Then there are the trendy health foods, labelled as “super foods”, a term given to foods which have been found to have rich health benefits as a result of some sort of scientific analysis.
Foods cannot be marketed in this way without some truth behind the label however there are other things to consider before filling up your fridge with these ingredients.
It is no illusion that certain foods are more nutritious than others, some contain more benefits than others and when you’re in need of a boost in say, Vitamin C for example, there are the obvious foods we reach out to for that fix.
The two Q’s
The quality and quantity of these ingredients are essential. How much of these ingredients do you have to eat to actually reap the benefits? Also how fresh, untainted and organic do they have to be in order to contain enough “super” in them to be beneficial?
Take blueberries for example, packed full of antioxidants, vitamin C, phytoflavinoids and high in potassium, they’ve been labelled the ultimate super food and the number one berry according to doctors and nutritionists. Some even claiming they can lower your risk of heart disease and even cancer – big statement.
But how many blueberries do you have to eat in order to actually benefit from them entirely? Also are they most nutritious straight from the plant itself?
Fat Burning Foods
With super foods becoming a bit of a fad despite there being truth behind the title, are “fat burning” foods to be tarnished with the same brush?

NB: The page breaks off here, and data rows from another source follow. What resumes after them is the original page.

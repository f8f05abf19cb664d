pub mod config;
pub mod domain;
pub mod errors;
pub mod reasoning;
pub mod workflow;

pub use chrono;

pub use domain::action::{ActionId, ActionProposal, ActionStatus, AgentAction, RiskLevel};
pub use domain::event::{
    EventCategory, EventId, EventPayload, EventType, SourceEntity, SystemEvent,
};
pub use domain::graph::{
    ContextEdge, ContextNode, DecisionRecord, DecisionTrace, EntityRef, NodeId, TraceId,
    TraceInputs, TraceOutcome, TraceType,
};
pub use domain::person::{Person, PersonId, Segment};
pub use errors::{ApplicationError, DomainError, InterfaceError};
pub use reasoning::{ConnectedNode, GraphReader, ReasoningChain};
pub use workflow::{
    ActionTransition, ActionWorkflowEngine, TransitionResult, WorkflowConfig, WorkflowError,
};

In my opinion, yes, I think much of this talk is a marketing ploy to encourage sales and create headlines. It is impossible for a single food to burn fat, there may be some foods that help to kick start your metabolism but eating lots of a certain food certainly won’t burn fat.
How do you burn fat?
We’re all individual so many factors have to be considered when looking to burn fat or lose weight, however, for the majority, burning fat or losing weight happens when the body uses more calories (energy) than it consumes over a period of time.
Oily fish like mackerel or salmon have been classed as great “fat burning foods”, but they still contain calories, so eating them in a large enough quantity that it exceeds your calorie intake will over time make you gain weight/fat. This applies to all food.
It doesn’t matter how healthy or super a food is, calories are calories. As much as we should focus on consuming nutritious foods like blueberries and fish majority of the time, we still need to consider varying our diet and being mindful of our portion sizes.
Before you jump on the next super food or fat burning food band wagon, remember it’s a marketing tactic to boost sales and create a buzz in the media.
There are so many healthy foods out there from avocados, nuts, fish, fruits, vegetables, and oils the best thing to do is to try it all, vary your meals, and enjoy the abundance of ingredients that are on offer.
If anything, focus on choosing the freshest best quality ingredients and cooking from scratch. The less processed the produce the more nutritious it’s likely to be. When it comes to burning fat look to portion size and exercise for a far more realistic and sustainable result.